◆ YOUR GOAL
Examine each line of the data. Copy those that contain the string "derive".

[DATASET — start]

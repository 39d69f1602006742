//! TUI application state and logic

use crate::core::{GameError, SubmitOutcome};
use crate::daily::{ChallengeState, Clock, KeyValueStore};
use crate::game::{DailyStart, GameSession, fetch_lexicon};
use crate::output::{miss_summary, resumed_notice};
use crate::wordlists::{FetchTicket, Language, Lexicon, VocabularySource};
use anyhow::Result;
use crossterm::{
    event::{self, Event, KeyCode, KeyEvent, KeyEventKind, KeyModifiers},
    execute,
    terminal::{EnterAlternateScreen, LeaveAlternateScreen, disable_raw_mode, enable_raw_mode},
};
use ratatui::{Terminal, backend::CrosstermBackend};
use std::io;
use std::sync::Arc;
use std::sync::mpsc::{self, Receiver, Sender};
use std::thread;
use std::time::Duration;
use tracing::debug;

/// Redraw interval, so the daily timer keeps ticking
const TICK: Duration = Duration::from_millis(250);

type FetchResult = (FetchTicket, io::Result<Lexicon>);

/// Application state
pub struct App<S, C> {
    pub session: GameSession<S, C>,
    pub messages: Vec<Message>,
    pub should_quit: bool,
    source: Arc<dyn VocabularySource + Send + Sync>,
    fetch_tx: Sender<FetchResult>,
    fetch_rx: Receiver<FetchResult>,
}

#[derive(Debug, Clone)]
pub struct Message {
    pub text: String,
    pub style: MessageStyle,
}

#[derive(Debug, Clone, Copy, PartialEq, Eq)]
pub enum MessageStyle {
    Info,
    Success,
    Error,
}

impl<S: KeyValueStore, C: Clock> App<S, C> {
    #[must_use]
    pub fn new(session: GameSession<S, C>, source: Arc<dyn VocabularySource + Send + Sync>) -> Self {
        let (fetch_tx, fetch_rx) = mpsc::channel();

        Self {
            session,
            messages: vec![Message {
                text: "Welcome! Type a word and press Enter. Accents are optional.".to_string(),
                style: MessageStyle::Info,
            }],
            should_quit: false,
            source,
            fetch_tx,
            fetch_rx,
        }
    }

    /// Switch language, fetching its vocabulary in the background if needed
    pub fn select_language(&mut self, language: Language) {
        match self.session.set_language(language) {
            Some(ticket) => {
                let source = Arc::clone(&self.source);
                let config = self.session.config().clone();
                let tx = self.fetch_tx.clone();

                thread::spawn(move || {
                    let result = fetch_lexicon(&*source, &config, ticket);
                    // The receiver is gone once the app has quit
                    let _ = tx.send((ticket, result));
                });

                self.add_message(
                    &format!("Loading {} words...", language.label()),
                    MessageStyle::Info,
                );
            }
            None => self.announce_game(),
        }
    }

    /// Apply every finished fetch
    pub fn poll_fetches(&mut self) {
        while let Ok((ticket, result)) = self.fetch_rx.try_recv() {
            self.apply_fetch(ticket, result);
        }
    }

    fn apply_fetch(&mut self, ticket: FetchTicket, result: io::Result<Lexicon>) {
        let failed = result.is_err();

        if self.session.vocabulary_loaded(ticket, result) {
            self.announce_game();
        } else if failed && ticket.language() == self.session.language() {
            self.add_message(
                &GameError::VocabularyUnavailable(ticket.language()).to_string(),
                MessageStyle::Error,
            );
        } else {
            debug!(language = %ticket.language(), "fetch result dropped");
        }
    }

    pub fn handle_key(&mut self, key: KeyEvent) {
        // Only process key press events (fixes Windows double-input bug)
        if key.kind != KeyEventKind::Press {
            return;
        }

        let ctrl = key.modifiers.contains(KeyModifiers::CONTROL);

        match key.code {
            KeyCode::Esc => self.should_quit = true,
            KeyCode::Char('c') if ctrl => self.should_quit = true,
            KeyCode::Char('n') if ctrl => self.new_word(),
            KeyCode::Char('d') if ctrl => self.start_daily(),
            KeyCode::Char('g') if ctrl => self.give_up(),
            KeyCode::Char('l') if ctrl => {
                let next = self.session.language().next();
                self.select_language(next);
            }
            KeyCode::Char(c) if !ctrl && c.is_alphabetic() => self.session.type_letter(c),
            KeyCode::Backspace => self.session.remove_letter(),
            KeyCode::Left => self.session.cursor_left(),
            KeyCode::Right => self.session.cursor_right(),
            KeyCode::Enter => self.submit(),
            _ => {}
        }
    }

    pub fn submit(&mut self) {
        match self.session.submit() {
            Ok(SubmitOutcome::Solved) => {
                let rows = self.session.grid().current_attempt() + 1;
                let celebration = match rows {
                    1 => "🎯 HOLE IN ONE! Extraordinary! 🌟".to_string(),
                    2 => "🔥 MAGNIFICENT! Two guesses! 🔥".to_string(),
                    3 => "✨ SPLENDID! Three guesses! ✨".to_string(),
                    n => format!("🎉 SOLVED in {n} guesses! 🎉"),
                };
                self.add_message(&celebration, MessageStyle::Success);
                self.add_message("Ctrl-N for a new word.", MessageStyle::Info);
            }
            Ok(SubmitOutcome::Missed(pattern)) => {
                self.add_message(&miss_summary(&pattern), MessageStyle::Info);
            }
            Err(GameError::OutOfAttempts { word }) => {
                self.add_message(&format!("The word was {word}"), MessageStyle::Error);
                self.add_message("Ctrl-N for a new word.", MessageStyle::Info);
            }
            Err(err) => self.add_message(&err.to_string(), MessageStyle::Error),
        }
    }

    pub fn new_word(&mut self) {
        match self.session.new_word() {
            Ok(_) => self.announce_game(),
            Err(err) => self.add_message(&err.to_string(), MessageStyle::Error),
        }
    }

    pub fn start_daily(&mut self) {
        match self.session.new_daily_word() {
            Ok(DailyStart::Started) => {
                self.add_message("☀️ Daily challenge started!", MessageStyle::Success);
            }
            Ok(DailyStart::Resumed) => {
                let notice = resumed_notice(self.session.grid().current_attempt());
                self.add_message(&notice, MessageStyle::Info);
            }
            Ok(DailyStart::AlreadyPlaying) => {
                self.add_message("Already playing today's challenge.", MessageStyle::Info);
            }
            Ok(DailyStart::AlreadyCompleted { success }) => {
                let text = if success {
                    "Today's challenge is solved. Come back tomorrow!"
                } else {
                    "Today's challenge is over. Come back tomorrow!"
                };
                self.add_message(text, MessageStyle::Info);
            }
            Err(err) => self.add_message(&err.to_string(), MessageStyle::Error),
        }
    }

    pub fn give_up(&mut self) {
        if let Some(word) = self.session.give_up() {
            self.add_message(&format!("The word was {word}"), MessageStyle::Error);
        }
    }

    pub fn add_message(&mut self, text: &str, style: MessageStyle) {
        self.messages.push(Message {
            text: text.to_string(),
            style,
        });

        // Keep only last 5 messages
        if self.messages.len() > 5 {
            self.messages.remove(0);
        }
    }

    /// Daily timer text for the status bar, if today's challenge exists
    #[must_use]
    pub fn daily_status(&self) -> Option<(ChallengeState, i64)> {
        let elapsed = self.session.daily_elapsed()?;
        Some((self.session.daily_state(), elapsed))
    }

    fn announce_game(&mut self) {
        let grid = self.session.grid();
        let text = format!(
            "New {}-letter word in {}. {} attempts.",
            grid.word_length(),
            self.session.language().label(),
            grid.number_of_attempts()
        );
        self.add_message(&text, MessageStyle::Info);
    }
}

/// Run the TUI application
///
/// # Errors
///
/// Returns an error if terminal setup/cleanup fails or if there's an I/O error
/// during rendering or event handling.
pub fn run_tui<S: KeyValueStore, C: Clock>(mut app: App<S, C>) -> Result<()> {
    let language = app.session.language();
    app.select_language(language);

    // Setup terminal
    enable_raw_mode()?;
    let mut stdout = io::stdout();
    execute!(stdout, EnterAlternateScreen)?;
    let backend = CrosstermBackend::new(stdout);
    let mut terminal = Terminal::new(backend)?;

    // Run app
    let res = run_app(&mut terminal, app);

    // Restore terminal
    disable_raw_mode()?;
    execute!(terminal.backend_mut(), LeaveAlternateScreen)?;
    terminal.show_cursor()?;

    if let Err(err) = res {
        eprintln!("Error: {err}");
    }

    Ok(())
}

fn run_app<B, S, C>(terminal: &mut Terminal<B>, mut app: App<S, C>) -> Result<()>
where
    B: ratatui::backend::Backend,
    S: KeyValueStore,
    C: Clock,
{
    loop {
        app.poll_fetches();
        terminal.draw(|f| super::rendering::ui(f, &app))?;

        if event::poll(TICK)?
            && let Event::Key(key) = event::read()?
        {
            app.handle_key(key);
        }

        if app.should_quit {
            break;
        }
    }

    Ok(())
}

#[cfg(test)]
mod tests {
    use super::*;
    use crate::config::GameConfig;
    use crate::daily::{FixedClock, MemoryStore};
    use crate::wordlists::EmbeddedSource;
    use chrono::{Local, TimeZone};

    fn app() -> App<MemoryStore, FixedClock> {
        let clock = FixedClock::new(Local.with_ymd_and_hms(2026, 10, 18, 9, 0, 0).unwrap());
        let session = GameSession::new(GameConfig::default(), MemoryStore::default(), clock);
        App::new(session, Arc::new(EmbeddedSource))
    }

    fn press(code: KeyCode) -> KeyEvent {
        KeyEvent::new(code, KeyModifiers::NONE)
    }

    fn ctrl(c: char) -> KeyEvent {
        KeyEvent::new(KeyCode::Char(c), KeyModifiers::CONTROL)
    }

    fn loaded_app() -> App<MemoryStore, FixedClock> {
        let mut app = app();
        app.select_language(Language::EnUs);
        let (ticket, result) = app.fetch_rx.recv().unwrap();
        app.apply_fetch(ticket, result);
        app
    }

    #[test]
    fn background_fetch_starts_a_game() {
        let app = loaded_app();
        assert_eq!(app.session.language(), Language::EnUs);
        assert!(app.session.grid().is_initialized());
        assert!(app.messages.last().unwrap().text.contains("EN"));
    }

    #[test]
    fn typing_and_backspace_edit_the_row() {
        let mut app = loaded_app();
        app.handle_key(press(KeyCode::Char('a')));
        app.handle_key(press(KeyCode::Char('b')));
        app.handle_key(press(KeyCode::Char('1')));
        assert_eq!(app.session.grid().current_word(), "AB");

        app.handle_key(press(KeyCode::Backspace));
        assert_eq!(app.session.grid().current_word(), "A");
    }

    #[test]
    fn short_submit_shows_error() {
        let mut app = loaded_app();
        app.handle_key(press(KeyCode::Char('a')));
        app.handle_key(press(KeyCode::Enter));

        let last = app.messages.last().unwrap();
        assert_eq!(last.style, MessageStyle::Error);
        assert_eq!(last.text, "Not enough letters");
    }

    #[test]
    fn ctrl_keys_drive_commands() {
        let mut app = loaded_app();

        app.handle_key(ctrl('d'));
        assert!(app.daily_status().is_some());

        app.handle_key(ctrl('g'));
        assert!(app.session.grid().is_ended());
        assert_eq!(app.session.daily_state(), ChallengeState::Completed);

        app.handle_key(ctrl('n'));
        assert!(!app.session.grid().is_ended());

        app.handle_key(ctrl('c'));
        assert!(app.should_quit);
    }

    #[test]
    fn missed_guess_reports_letter_counts() {
        let mut app = loaded_app();
        let target = app.session.grid().word().to_string();
        let guess = ["crane", "slate"]
            .into_iter()
            .find(|w| !w.eq_ignore_ascii_case(&target))
            .unwrap();

        for c in guess.chars() {
            app.handle_key(press(KeyCode::Char(c)));
        }
        app.handle_key(press(KeyCode::Enter));

        let last = app.messages.last().unwrap();
        assert_eq!(last.style, MessageStyle::Info);
        assert!(last.text.starts_with("🟩 "));
        assert!(last.text.contains("🟨 "));
        assert_eq!(app.session.grid().current_attempt(), 1);
    }

    #[test]
    fn resumed_daily_tells_rows_played() {
        let mut first = loaded_app();
        first.handle_key(ctrl('d'));
        let target = first.session.grid().word().to_string();
        let guess = ["crane", "slate"]
            .into_iter()
            .find(|w| !w.eq_ignore_ascii_case(&target))
            .unwrap();
        for c in guess.chars() {
            first.handle_key(press(KeyCode::Char(c)));
        }
        first.handle_key(press(KeyCode::Enter));

        let store = first.session.tracker().store().clone();
        let clock = first.session.tracker().clock().clone();
        let session = GameSession::new(GameConfig::default(), store, clock);
        let mut app = App::new(session, Arc::new(EmbeddedSource));
        app.select_language(Language::EnUs);
        let (ticket, result) = app.fetch_rx.recv().unwrap();
        app.apply_fetch(ticket, result);

        app.handle_key(ctrl('d'));
        assert!(app.messages.last().unwrap().text.contains("1 row already played"));
        assert_eq!(app.session.grid().current_attempt(), 1);
    }

    #[test]
    fn release_events_are_ignored() {
        let mut app = loaded_app();
        let mut key = press(KeyCode::Char('a'));
        key.kind = KeyEventKind::Release;
        app.handle_key(key);
        assert_eq!(app.session.grid().current_word(), "");
    }

    #[test]
    fn messages_are_capped() {
        let mut app = app();
        for i in 0..8 {
            app.add_message(&i.to_string(), MessageStyle::Info);
        }
        assert_eq!(app.messages.len(), 5);
        assert_eq!(app.messages[0].text, "3");
    }
}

[DATASET — finish]

◆ TASK RESPONSE
#[derive(Debug, Clone)]
#[derive(Debug, Clone, Copy, PartialEq, Eq)]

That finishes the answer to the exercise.